[Exercise directions] Search the records for the string "creates" and report how many lines contain it, with nothing else.

[Given data]
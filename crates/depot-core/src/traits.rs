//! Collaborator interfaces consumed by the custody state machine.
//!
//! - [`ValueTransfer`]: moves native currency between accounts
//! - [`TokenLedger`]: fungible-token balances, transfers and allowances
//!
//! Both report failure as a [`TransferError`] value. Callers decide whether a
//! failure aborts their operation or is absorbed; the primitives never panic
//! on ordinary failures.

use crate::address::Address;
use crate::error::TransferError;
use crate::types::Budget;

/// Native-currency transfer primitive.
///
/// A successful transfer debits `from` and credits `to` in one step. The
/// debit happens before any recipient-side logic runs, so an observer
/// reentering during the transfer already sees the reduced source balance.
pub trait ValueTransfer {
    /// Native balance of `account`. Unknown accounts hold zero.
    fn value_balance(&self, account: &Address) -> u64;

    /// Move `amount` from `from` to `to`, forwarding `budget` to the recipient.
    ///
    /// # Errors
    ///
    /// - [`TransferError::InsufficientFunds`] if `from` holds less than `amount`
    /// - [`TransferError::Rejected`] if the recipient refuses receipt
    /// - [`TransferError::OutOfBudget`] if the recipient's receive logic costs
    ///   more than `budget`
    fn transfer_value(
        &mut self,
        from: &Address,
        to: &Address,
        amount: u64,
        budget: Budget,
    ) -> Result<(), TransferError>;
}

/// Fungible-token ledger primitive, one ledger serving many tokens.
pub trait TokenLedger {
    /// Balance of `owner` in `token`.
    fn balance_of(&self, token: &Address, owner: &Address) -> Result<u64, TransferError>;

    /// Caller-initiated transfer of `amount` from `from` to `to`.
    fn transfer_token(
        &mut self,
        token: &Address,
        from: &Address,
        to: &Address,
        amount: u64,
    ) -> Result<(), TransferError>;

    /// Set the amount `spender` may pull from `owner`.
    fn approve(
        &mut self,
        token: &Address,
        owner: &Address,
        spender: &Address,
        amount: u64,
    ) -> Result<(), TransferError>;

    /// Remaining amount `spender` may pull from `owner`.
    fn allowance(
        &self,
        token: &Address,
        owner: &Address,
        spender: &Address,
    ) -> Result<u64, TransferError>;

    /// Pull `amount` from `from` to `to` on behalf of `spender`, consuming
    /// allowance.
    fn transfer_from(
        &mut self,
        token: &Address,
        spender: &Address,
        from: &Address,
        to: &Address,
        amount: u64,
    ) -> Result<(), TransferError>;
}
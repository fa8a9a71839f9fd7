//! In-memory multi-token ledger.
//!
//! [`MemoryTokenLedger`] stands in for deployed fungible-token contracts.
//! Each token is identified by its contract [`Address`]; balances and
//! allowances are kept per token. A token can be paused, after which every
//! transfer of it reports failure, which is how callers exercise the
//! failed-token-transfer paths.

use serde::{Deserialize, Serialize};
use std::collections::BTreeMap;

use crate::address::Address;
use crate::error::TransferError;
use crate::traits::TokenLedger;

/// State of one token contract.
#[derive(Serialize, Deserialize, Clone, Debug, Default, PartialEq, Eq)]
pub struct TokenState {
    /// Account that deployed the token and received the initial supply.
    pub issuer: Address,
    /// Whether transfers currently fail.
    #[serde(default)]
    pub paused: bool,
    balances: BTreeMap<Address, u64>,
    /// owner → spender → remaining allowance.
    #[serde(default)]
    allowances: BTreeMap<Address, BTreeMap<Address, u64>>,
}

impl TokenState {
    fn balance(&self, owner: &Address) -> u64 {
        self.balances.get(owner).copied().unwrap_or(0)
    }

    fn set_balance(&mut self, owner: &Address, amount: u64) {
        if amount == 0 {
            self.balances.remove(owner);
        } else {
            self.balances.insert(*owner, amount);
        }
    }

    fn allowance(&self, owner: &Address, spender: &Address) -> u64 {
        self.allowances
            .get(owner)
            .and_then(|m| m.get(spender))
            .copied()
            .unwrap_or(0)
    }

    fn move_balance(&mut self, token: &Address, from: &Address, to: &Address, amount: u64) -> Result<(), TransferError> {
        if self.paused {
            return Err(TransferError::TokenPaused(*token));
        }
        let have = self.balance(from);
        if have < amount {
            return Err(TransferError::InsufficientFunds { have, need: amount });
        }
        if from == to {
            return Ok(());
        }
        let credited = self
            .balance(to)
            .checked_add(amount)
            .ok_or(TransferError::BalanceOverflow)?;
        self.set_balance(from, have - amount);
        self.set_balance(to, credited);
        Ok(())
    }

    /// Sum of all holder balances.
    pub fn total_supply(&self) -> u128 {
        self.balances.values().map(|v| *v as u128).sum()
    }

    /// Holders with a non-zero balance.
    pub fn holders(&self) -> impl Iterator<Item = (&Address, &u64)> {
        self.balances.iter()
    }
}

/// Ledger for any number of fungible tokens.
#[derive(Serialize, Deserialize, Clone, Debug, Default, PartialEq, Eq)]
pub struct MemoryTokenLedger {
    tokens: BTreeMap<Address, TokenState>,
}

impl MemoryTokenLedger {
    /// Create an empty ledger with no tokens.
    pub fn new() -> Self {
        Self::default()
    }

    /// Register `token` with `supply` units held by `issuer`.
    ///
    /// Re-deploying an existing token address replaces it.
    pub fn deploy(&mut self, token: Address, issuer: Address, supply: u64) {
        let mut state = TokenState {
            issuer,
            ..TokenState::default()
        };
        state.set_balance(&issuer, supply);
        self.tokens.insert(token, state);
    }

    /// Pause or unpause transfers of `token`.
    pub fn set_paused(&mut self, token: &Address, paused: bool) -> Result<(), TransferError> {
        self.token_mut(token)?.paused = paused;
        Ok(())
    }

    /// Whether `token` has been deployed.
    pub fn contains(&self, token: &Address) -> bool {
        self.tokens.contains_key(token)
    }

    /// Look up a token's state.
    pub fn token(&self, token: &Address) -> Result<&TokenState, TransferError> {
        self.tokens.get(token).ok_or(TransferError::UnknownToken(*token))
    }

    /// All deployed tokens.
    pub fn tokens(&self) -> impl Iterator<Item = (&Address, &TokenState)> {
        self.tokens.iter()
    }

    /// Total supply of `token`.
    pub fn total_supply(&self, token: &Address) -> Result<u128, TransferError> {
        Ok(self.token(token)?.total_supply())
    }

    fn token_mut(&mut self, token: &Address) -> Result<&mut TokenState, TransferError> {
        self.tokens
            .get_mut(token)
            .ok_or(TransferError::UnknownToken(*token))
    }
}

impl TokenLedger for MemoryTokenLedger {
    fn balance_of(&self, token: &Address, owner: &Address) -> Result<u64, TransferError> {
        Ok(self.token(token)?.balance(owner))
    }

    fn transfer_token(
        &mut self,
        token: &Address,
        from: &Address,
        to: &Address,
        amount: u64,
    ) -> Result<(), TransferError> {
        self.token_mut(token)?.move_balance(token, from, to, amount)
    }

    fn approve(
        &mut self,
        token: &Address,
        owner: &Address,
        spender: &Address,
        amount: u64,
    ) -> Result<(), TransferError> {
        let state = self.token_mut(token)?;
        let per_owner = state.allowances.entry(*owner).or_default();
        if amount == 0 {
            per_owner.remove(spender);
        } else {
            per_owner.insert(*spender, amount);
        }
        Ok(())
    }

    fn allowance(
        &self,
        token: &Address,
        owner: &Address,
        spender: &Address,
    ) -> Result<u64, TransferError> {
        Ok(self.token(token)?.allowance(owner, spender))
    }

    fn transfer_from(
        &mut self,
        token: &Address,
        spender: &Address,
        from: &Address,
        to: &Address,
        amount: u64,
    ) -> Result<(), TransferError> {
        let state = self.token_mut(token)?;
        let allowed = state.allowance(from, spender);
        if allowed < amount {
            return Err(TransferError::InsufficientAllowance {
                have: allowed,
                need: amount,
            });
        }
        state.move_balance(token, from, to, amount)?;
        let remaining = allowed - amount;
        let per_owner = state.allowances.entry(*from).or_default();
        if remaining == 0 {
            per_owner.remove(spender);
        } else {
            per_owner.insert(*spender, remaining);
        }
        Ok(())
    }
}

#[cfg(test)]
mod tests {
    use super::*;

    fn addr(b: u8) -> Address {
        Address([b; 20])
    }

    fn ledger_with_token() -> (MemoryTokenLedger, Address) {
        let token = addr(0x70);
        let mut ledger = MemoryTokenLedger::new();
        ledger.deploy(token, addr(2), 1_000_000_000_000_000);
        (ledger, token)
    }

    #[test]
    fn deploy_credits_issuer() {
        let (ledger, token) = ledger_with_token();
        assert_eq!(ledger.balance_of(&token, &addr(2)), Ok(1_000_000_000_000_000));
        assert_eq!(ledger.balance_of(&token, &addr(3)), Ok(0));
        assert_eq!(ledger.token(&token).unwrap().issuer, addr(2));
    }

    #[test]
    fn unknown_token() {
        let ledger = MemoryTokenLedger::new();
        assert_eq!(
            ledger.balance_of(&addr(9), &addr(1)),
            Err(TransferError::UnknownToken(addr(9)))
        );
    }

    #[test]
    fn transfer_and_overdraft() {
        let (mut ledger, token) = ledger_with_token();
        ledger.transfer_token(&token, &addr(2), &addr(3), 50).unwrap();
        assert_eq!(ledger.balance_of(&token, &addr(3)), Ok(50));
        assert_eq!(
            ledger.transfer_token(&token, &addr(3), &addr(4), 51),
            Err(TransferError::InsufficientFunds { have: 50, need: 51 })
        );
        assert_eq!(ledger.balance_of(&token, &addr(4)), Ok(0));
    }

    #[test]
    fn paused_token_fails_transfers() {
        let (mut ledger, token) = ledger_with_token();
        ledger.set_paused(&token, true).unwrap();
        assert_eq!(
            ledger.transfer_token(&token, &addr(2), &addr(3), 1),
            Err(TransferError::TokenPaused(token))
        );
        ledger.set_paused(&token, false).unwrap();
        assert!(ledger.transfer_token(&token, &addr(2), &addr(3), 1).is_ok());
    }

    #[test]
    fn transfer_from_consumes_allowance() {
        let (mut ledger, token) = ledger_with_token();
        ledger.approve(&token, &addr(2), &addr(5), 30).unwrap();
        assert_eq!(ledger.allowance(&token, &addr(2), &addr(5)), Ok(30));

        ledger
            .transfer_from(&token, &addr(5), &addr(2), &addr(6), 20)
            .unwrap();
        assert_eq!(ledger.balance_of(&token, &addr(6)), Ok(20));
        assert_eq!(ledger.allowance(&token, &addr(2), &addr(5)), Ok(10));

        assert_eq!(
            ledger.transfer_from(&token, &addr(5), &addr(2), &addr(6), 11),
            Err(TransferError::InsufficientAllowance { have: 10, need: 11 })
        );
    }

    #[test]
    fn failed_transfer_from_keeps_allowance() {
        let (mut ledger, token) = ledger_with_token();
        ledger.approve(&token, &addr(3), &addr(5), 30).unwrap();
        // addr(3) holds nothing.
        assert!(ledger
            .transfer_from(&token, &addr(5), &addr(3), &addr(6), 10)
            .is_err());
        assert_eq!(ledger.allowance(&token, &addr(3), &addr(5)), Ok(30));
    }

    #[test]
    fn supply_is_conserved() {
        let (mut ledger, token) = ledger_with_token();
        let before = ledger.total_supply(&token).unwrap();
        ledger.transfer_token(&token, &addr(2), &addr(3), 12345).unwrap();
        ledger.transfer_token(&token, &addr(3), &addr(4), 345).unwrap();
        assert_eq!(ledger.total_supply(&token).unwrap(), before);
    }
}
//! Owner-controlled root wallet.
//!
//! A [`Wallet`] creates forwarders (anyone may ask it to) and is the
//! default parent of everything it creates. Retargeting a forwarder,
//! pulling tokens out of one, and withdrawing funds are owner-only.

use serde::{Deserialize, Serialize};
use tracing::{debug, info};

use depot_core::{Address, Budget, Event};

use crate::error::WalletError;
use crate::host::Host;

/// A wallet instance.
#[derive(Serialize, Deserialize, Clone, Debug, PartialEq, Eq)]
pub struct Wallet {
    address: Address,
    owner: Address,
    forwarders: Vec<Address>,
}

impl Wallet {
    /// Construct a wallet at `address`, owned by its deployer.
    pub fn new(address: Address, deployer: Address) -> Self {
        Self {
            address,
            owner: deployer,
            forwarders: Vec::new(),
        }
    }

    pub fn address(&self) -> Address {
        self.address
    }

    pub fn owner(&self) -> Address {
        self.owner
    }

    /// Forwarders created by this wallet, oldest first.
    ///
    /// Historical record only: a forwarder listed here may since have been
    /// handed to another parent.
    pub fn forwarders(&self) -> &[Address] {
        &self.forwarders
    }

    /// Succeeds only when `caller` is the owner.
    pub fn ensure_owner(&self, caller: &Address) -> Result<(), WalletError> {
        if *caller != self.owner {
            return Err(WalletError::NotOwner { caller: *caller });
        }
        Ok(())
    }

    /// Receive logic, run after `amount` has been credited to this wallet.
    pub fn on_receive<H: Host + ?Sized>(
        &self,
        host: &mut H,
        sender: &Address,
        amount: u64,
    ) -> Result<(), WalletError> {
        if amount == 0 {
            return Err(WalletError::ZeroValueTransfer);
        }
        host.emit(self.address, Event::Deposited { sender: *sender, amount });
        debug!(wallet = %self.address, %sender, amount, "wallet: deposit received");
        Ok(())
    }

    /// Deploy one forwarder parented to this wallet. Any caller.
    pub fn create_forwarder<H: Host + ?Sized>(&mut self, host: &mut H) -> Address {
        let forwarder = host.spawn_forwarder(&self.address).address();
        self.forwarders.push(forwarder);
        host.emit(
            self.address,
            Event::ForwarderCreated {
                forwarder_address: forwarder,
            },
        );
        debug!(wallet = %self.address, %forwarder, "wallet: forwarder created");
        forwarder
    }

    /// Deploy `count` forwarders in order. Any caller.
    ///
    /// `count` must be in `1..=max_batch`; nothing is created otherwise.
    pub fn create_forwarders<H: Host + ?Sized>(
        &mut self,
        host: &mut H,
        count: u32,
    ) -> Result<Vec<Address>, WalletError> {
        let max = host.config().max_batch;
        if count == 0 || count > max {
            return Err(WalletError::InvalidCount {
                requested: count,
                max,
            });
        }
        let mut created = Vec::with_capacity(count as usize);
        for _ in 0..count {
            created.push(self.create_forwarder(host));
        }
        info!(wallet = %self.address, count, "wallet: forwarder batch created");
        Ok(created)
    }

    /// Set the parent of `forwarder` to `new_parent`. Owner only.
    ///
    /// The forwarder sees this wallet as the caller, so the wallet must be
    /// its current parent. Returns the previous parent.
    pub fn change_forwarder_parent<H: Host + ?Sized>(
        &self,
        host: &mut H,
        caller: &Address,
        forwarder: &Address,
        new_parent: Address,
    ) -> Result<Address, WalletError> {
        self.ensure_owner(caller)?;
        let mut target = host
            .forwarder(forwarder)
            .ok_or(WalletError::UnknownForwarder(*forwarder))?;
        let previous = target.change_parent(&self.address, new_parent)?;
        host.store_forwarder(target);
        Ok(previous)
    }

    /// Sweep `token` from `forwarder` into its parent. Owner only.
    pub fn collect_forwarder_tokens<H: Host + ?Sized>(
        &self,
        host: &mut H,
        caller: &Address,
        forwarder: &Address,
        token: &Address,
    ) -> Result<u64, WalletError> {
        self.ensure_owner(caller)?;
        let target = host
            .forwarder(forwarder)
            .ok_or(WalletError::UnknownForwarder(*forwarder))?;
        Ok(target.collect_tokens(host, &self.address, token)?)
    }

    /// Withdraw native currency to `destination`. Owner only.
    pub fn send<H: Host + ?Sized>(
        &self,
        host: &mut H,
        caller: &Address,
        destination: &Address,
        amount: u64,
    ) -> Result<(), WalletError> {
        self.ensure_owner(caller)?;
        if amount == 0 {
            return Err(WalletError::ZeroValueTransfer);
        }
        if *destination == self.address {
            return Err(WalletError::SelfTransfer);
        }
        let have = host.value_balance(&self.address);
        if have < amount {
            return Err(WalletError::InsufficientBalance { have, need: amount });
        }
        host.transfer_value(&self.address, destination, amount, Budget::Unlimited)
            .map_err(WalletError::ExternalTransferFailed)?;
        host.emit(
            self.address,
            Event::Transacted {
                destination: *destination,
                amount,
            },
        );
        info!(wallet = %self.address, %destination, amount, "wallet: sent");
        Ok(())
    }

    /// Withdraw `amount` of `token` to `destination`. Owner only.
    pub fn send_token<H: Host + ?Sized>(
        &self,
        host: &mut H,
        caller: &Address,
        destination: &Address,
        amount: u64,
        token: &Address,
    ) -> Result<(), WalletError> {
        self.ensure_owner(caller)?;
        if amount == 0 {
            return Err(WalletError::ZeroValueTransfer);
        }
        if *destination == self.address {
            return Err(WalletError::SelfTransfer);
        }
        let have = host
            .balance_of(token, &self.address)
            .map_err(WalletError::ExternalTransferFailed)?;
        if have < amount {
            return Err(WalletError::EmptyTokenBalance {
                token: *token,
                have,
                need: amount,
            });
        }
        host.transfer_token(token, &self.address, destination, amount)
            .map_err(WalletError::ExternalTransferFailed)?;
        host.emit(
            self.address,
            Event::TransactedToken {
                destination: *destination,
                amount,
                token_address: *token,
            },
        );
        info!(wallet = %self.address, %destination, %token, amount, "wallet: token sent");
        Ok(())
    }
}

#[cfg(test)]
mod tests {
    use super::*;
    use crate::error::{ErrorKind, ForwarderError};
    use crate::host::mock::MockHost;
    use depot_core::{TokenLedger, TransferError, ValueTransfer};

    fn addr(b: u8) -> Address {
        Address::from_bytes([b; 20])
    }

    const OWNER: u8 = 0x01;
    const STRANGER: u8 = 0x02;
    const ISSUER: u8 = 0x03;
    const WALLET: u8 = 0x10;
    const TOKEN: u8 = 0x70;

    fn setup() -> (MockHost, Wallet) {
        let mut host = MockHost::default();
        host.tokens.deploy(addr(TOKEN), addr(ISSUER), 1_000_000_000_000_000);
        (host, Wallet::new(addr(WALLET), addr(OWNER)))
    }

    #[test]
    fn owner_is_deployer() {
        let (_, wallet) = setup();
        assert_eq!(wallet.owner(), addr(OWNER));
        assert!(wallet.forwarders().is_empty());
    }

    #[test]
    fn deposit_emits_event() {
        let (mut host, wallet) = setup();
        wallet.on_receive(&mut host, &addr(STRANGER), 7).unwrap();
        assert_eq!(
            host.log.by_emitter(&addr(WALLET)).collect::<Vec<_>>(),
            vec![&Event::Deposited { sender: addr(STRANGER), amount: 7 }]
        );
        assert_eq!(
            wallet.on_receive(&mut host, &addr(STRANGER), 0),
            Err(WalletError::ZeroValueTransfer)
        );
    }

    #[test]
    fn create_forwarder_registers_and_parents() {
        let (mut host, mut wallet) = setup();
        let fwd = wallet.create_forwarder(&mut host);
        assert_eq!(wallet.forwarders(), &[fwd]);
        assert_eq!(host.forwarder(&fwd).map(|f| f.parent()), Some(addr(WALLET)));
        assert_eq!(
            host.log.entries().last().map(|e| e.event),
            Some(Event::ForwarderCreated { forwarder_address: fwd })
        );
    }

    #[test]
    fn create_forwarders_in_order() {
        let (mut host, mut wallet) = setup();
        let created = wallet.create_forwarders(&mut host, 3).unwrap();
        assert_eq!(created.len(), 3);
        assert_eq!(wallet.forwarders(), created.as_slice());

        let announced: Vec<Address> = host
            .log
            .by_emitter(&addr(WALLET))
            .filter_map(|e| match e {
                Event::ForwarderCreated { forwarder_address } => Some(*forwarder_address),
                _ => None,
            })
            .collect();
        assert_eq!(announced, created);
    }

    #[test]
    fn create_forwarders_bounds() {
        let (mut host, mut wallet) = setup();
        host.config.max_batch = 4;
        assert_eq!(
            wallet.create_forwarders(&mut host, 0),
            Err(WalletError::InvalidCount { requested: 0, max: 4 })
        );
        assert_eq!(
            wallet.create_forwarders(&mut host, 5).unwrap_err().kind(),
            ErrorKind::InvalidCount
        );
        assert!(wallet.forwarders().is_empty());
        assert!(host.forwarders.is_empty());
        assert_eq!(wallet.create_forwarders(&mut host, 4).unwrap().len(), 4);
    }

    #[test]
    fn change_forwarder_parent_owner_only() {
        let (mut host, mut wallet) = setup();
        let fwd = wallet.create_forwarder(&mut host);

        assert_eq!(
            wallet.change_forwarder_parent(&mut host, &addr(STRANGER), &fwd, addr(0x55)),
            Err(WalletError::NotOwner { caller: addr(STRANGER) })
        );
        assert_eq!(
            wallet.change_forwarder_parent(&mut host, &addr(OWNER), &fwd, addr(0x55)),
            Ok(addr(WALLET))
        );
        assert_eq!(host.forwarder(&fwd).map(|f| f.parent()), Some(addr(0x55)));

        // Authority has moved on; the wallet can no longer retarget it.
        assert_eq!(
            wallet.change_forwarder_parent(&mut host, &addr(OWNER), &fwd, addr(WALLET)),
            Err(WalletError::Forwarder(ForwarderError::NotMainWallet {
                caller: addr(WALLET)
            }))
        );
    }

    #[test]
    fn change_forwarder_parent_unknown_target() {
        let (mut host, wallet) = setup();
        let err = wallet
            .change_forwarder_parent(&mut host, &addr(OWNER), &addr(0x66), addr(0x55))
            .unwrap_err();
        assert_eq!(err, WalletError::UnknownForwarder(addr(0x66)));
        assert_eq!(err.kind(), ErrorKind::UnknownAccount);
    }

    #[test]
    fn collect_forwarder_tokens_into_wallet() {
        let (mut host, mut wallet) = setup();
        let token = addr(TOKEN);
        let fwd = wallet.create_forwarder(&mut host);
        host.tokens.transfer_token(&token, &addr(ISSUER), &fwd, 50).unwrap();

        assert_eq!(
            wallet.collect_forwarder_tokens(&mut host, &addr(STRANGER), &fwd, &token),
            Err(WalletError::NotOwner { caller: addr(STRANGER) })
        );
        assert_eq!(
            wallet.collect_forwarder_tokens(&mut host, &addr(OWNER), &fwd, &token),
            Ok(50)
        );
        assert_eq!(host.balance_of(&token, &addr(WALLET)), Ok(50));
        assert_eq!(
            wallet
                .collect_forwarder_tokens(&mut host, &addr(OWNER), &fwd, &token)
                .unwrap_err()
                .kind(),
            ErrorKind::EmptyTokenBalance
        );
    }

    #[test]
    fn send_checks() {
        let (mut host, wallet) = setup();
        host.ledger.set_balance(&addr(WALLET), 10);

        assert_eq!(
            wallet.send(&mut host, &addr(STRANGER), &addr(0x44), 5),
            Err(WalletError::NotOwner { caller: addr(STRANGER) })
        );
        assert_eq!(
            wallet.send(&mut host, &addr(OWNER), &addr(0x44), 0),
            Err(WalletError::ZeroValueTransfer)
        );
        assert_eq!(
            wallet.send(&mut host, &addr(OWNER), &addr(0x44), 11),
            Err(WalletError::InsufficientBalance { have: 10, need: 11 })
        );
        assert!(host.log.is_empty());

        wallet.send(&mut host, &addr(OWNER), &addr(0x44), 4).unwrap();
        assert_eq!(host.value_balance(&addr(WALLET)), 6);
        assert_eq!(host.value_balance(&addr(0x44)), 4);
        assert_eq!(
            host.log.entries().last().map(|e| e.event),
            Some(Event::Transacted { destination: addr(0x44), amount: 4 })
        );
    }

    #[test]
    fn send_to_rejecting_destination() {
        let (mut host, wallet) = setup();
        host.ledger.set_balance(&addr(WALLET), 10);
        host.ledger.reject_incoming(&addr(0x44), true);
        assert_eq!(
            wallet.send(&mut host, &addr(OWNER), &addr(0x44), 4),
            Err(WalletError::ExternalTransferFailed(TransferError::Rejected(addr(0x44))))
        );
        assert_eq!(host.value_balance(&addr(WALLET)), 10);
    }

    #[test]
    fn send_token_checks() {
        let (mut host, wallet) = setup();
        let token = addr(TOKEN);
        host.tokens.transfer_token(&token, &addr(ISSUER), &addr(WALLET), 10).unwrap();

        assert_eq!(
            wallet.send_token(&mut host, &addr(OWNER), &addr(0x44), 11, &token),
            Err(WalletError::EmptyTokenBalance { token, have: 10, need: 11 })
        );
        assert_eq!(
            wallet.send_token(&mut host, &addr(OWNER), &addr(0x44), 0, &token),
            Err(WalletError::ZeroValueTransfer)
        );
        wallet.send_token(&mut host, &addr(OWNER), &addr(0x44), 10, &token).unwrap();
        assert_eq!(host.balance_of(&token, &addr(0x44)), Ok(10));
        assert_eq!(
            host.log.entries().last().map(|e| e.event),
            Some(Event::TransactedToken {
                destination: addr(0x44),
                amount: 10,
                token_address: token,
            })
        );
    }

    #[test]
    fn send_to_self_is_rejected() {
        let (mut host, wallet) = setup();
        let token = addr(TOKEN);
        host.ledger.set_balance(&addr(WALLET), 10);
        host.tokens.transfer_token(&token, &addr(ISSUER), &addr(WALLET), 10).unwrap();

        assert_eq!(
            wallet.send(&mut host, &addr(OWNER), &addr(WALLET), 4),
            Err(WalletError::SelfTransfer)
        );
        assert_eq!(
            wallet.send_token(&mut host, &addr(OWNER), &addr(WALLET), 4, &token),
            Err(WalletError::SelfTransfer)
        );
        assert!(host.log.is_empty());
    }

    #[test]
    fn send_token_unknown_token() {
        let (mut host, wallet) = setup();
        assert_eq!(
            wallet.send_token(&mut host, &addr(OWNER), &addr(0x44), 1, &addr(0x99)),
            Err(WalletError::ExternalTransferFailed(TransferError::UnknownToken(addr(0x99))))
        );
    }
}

[Exercise result] 2